Large company managers are unaccustomed to such uncertainty. They take pride in predicting a financial outcome for the next twelve months and "bringing in the numbers on the money." Wall Street does not like surprises, even large positive ones. Uncertainty is the enemy of stock analysts and investors in shares of public corporations.
In a startup investors and the board of directors do not like missed opportunities or lack of prompt attention to trouble. If the startup CEO hits the numbers on the penny but misses three huge orders because he did not react fast enough, the CEO is immediately put on probation.
That is one primary reason why it is so difficult for a successful VP from a famous public company to adjust with success in his first startup. It also partially explains at least to me why some first-time founder CEOs do very well with their first startup: they do not know any other way to manage a new enterprise.
Think about the consequences for a CEO having to live with such uncertainty for the first time: Your managers will be just as dynamic, full of surprises, changing day to day in response to fresh discoveries, rude surprises and eager to exploit new opportunities. It is one source of the phrase "Managing a startup is as difficult as herding cats."
The organization is similarly dynamic. The org chart is obsolete from day to day as people simply "do what has to be done" regardless of who is responsible. A CTO calls up an alternative vendor and cuts a superior deal for equipment (because the CEO and VP Engineering are up to their ears with other problems). A Director of Marketing flies to Japan to fix software glitches and calm down a key customer (because Customer Service is up to their waist in alligators from angry customers). And so it goes in a startup. There is no time to argue about turf wars or pride or who did not do what when and why. Startup people simply jump in and do what has to be done.
The CEO trick is to keep everyone on the same track while the track is being bent by the company people in new directions. That is why startups are so intensely personal and closely communicative. Meetings are done in the hallways on the way to other meetings. Instant messenger chats are normal. Emails over the weekend disclose new software modules ready for hook-up. Mobile phone chats on the way to work change the agenda for the next three meetings of that day.

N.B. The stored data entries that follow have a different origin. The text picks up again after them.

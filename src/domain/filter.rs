use super::models::{Catalog, Item};

/// Computes the suggestion list: catalog items not yet selected whose name
/// contains `query` case-insensitively, in catalog order.
///
/// Pure and idempotent; the caller re-invokes it whenever the query or the
/// selection changes instead of caching the result.
#[must_use]
pub fn suggestions<'a>(catalog: &'a Catalog, selected: &[String], query: &str) -> Vec<&'a Item> {
    let needle = query.to_lowercase();
    catalog
        .iter()
        .filter(|item| !selected.iter().any(|name| name == &item.name))
        .filter(|item| item.name.to_lowercase().contains(&needle))
        .collect()
}
use crate::app::state::{AppMode, AppState};
use crate::theme::Theme;
use ratatui::{
    buffer::Buffer,
    layout::Rect,
    text::{Line, Span},
    widgets::{Paragraph, Widget},
};

pub struct Footer<'a> {
    pub state: &'a AppState<'a>,
    pub theme: &'a Theme,
}

impl Widget for Footer<'_> {
    fn render(self, area: Rect, buf: &mut Buffer) {
        let theme = self.theme;
        let state = self.state;

        let status_span = if let Some(err) = &state.last_error {
            Span::styled(format!("  ERROR: {err}  "), theme.status_error)
        } else if state.catalog_loading {
            Span::styled("  LOADING  ", theme.status_info)
        } else if let Some(msg) = &state.status_message {
            Span::styled(format!("  {msg}  "), theme.status_info)
        } else {
            Span::styled("  READY  ", theme.status_ready)
        };

        let mut spans = vec![status_span, Span::raw(" ")];

        if !state.catalog_origin.is_empty() {
            spans.push(Span::styled(
                format!(" {} ", state.catalog_origin),
                theme.header_item,
            ));
            spans.push(Span::raw(" "));
        }

        spans.push(Span::styled(
            format!(" {} selected ", state.chip_input.chips.len()),
            theme.header_item,
        ));
        spans.push(Span::raw("  "));

        let hints: &[(&str, &str)] = match state.mode {
            AppMode::Normal => &[
                ("i", "search"),
                ("q", "quit"),
                ("?", "help"),
            ],
            AppMode::Editing => &[
                ("↑↓", "move"),
                ("⏎", "pick"),
                ("⌫⌫", "delete chip"),
                ("esc", "done"),
            ],
            AppMode::Help => &[("esc", "close")],
        };

        let available_width = area.width.saturating_sub(4) as usize;
        let mut current_width = spans.iter().map(Span::width).sum::<usize>();

        for (key, desc) in hints {
            let key_str = format!(" {key} ");
            let desc_str = format!(" {desc} ");
            let item_width = key_str.len() + desc_str.len();
            if current_width + item_width + 1 > available_width {
                break;
            }
            spans.push(Span::styled(key_str, theme.footer_segment_key));
            spans.push(Span::styled(desc_str, theme.footer_segment_val));
            spans.push(Span::raw(" "));
            current_width += item_width + 1;
        }

        Paragraph::new(Line::from(spans))
            .style(theme.footer)
            .render(area, buf);
    }
}
use crossterm::event::{KeyCode, KeyEvent};
use ratatui::buffer::Buffer;
use ratatui::layout::Rect;
use ratatui::widgets::Widget;
use std::ops::{Deref, DerefMut};
use tui_textarea::{CursorMove, TextArea};

/// Single-line text field for the search query, wrapping `TextArea` so the
/// app state can derive `Clone`/`Debug`/`PartialEq` and so newlines can
/// never enter the query.
#[derive(Default)]
pub struct QueryField<'a>(TextArea<'a>);

impl QueryField<'_> {
    /// Feeds one key into the field. Enter is swallowed; it selects, it
    /// does not edit. Backspace is handled by the arming rules upstream,
    /// but deleting here keeps the field total over its input domain.
    pub fn input(&mut self, key: KeyEvent) {
        match key.code {
            KeyCode::Enter => {}
            KeyCode::Backspace => self.delete_char(),
            _ => {
                self.0.input(key);
            }
        }
    }

    /// Deletes the character before the cursor (ordinary text editing).
    pub fn delete_char(&mut self) {
        self.0.delete_char();
    }

    #[must_use]
    pub fn text(&self) -> String {
        self.0.lines().join("")
    }

    #[must_use]
    pub fn is_empty(&self) -> bool {
        self.0.lines().iter().all(String::is_empty)
    }

    pub fn clear(&mut self) {
        self.0 = TextArea::default();
    }
}

impl Clone for QueryField<'_> {
    fn clone(&self) -> Self {
        let mut area = TextArea::new(self.0.lines().to_vec());
        let (row, col) = self.0.cursor();
        area.move_cursor(CursorMove::Jump(row as u16, col as u16));
        Self(area)
    }
}

impl std::fmt::Debug for QueryField<'_> {
    fn fmt(&self, f: &mut std::fmt::Formatter<'_>) -> std::fmt::Result {
        f.debug_struct("QueryField")
            .field("text", &self.text())
            .field("cursor", &self.0.cursor())
            .finish()
    }
}

impl PartialEq for QueryField<'_> {
    fn eq(&self, other: &Self) -> bool {
        self.0.lines() == other.0.lines() && self.0.cursor() == other.0.cursor()
    }
}

impl<'a> Deref for QueryField<'a> {
    type Target = TextArea<'a>;
    fn deref(&self) -> &Self::Target {
        &self.0
    }
}

impl DerefMut for QueryField<'_> {
    fn deref_mut(&mut self) -> &mut Self::Target {
        &mut self.0
    }
}

impl Widget for &QueryField<'_> {
    fn render(self, area: Rect, buf: &mut Buffer) {
        Widget::render(&self.0, area, buf);
    }
}

#[cfg(test)]
mod tests {
    use super::*;
    use crossterm::event::KeyModifiers;

    fn key(c: char) -> KeyEvent {
        KeyEvent::new(KeyCode::Char(c), KeyModifiers::NONE)
    }

    #[test]
    fn typing_builds_the_query() {
        let mut field = QueryField::default();
        field.input(key('a'));
        field.input(key('b'));
        assert_eq!(field.text(), "ab");
        assert!(!field.is_empty());
    }

    #[test]
    fn enter_is_ignored() {
        let mut field = QueryField::default();
        field.input(key('a'));
        field.input(KeyEvent::new(KeyCode::Enter, KeyModifiers::NONE));
        field.input(key('b'));
        assert_eq!(field.text(), "ab");
    }

    #[test]
    fn delete_char_removes_before_cursor() {
        let mut field = QueryField::default();
        field.input(key('a'));
        field.input(key('b'));
        field.delete_char();
        assert_eq!(field.text(), "a");
        field.delete_char();
        assert!(field.is_empty());
        // Deleting on an empty field is a no-op.
        field.delete_char();
        assert!(field.is_empty());
    }

    #[test]
    fn clear_resets_to_empty() {
        let mut field = QueryField::default();
        field.input(key('x'));
        field.clear();
        assert!(field.is_empty());
        assert_eq!(field.text(), "");
    }
}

This also explains why a healthy company culture is so important. Its values guide people working together (that is the literal meaning of the word "co-pany" derived from Latin: People gathered to break bread together.). Trust emanates from a healthy culture. So does honesty and transparency. And humility. The technical genius behind the now famous ETFs (electronically traded funds) once said to me "It is amazing how much you can get done when no one cares about who gets credit for doing it." Whatever the culture, it is important that people fit it, regardless of technical skills and what school they went to. That frees people to be innovative, creative and courageous (and wise) risk takers. It produces the Googles of each new wave of opportunity.
There are other implications for managing predictions, including managing the board of directors, venture capitalists and the media. I'll address the related issues next week.
BOTTOM LINE: Respect how uniquely different it is to manage a startup. In new enterprises, stories and sketches trump predictions and precise outcomes. That is difficult to adjust to the first time for a manager from a successful public company. When you understand that, you will be well on your way to building an unfair advantage for your new enterprise. It is at the center of what it takes to convert an idea into a world-class success.